I'll never forget that first game. The Cavs were up 58-50 at halftime, and the game wasn't even that close. I was at a friend's house and we stood outside at halftime while he smoked a cigarette, NBA Champion dreams filling our heads, and we talked about how it was obvious the Cavs were going to crush the Magic. 

They didn't. As a matter of fact, they didn't even win that game. In the end, they fell to Orlando 4 games to 2. The Magic shot threes out of their minds and the Cavs were suddenly going home. The Magic came back to earth in the Finals series against the Los Angeles Lakers, losing 4 games to 1. 

Could the Cavs have beaten the Los Angeles Lakers in 2010? Does it really matter?

So here we are, five years later, and all I can think about is that series. We as fans sometimes seem to forget the struggle that the playoffs are for every team. The Miami Heat with James went to four straight Finals, won two, but had a miracle - and controversial - win in Game 6 that kept them alive and allowed them to play the Spurs in a Game 7 that gave them their second championship.

No matter who the eventual champs are, the road to get their is never easy, not in this day and age.
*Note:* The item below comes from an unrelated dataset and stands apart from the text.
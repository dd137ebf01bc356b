pub mod deployments;
pub mod health;
pub mod readiness;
I get that and it scares me. Is this team far more talented than that '09-'10 team? Oh yeah. Holy crap, yeah!

Does it make me feel any better? You know it doesn't.

I'm not going to rehash the Cleveland heartache that, for me, started with Red Right 88. It's been talked to death. If you don't know about our heartbreaking history by now, then you don't care.

This abuse, this constant letdown, this "we can do this!" followed by "no we can't" always seems inevitable. I wish I could not do that, but I can't help it. God help me for how I will feel if they do get past the Bulls/Milwaukee Bucks. If I'm worried about those two teams, how I will I feel about the conference and possible NBA finals matchups?

I know I'm not alone. I know there are more suffers of ACFS. Is there a cure? A championship would help. Heck, if the Indians and Browns could start making some serious noise, it would help.


Is this Cavs postseason the first step in finding a cure for this dreadful disease? I don't know. I'm excited to find out. I'm just also worried that it won't be, and we'll be doing this again in a year.*

Until a cure is found, let's all stick together and support one another. We're going to need it. We can't stop ACFS alone, we need the teams to actually pitch in, but until then, we can stick together, support one another, and, when that doesn't work, get drunk out of our minds.

Just the same......GO CAVS!


*No offense to the Indians and the Browns, but I have zero belief that either of those teams are going to offer any immediate relief. If they do, no one will be happier and more willing to eat crow than I, but I just don't see it happening.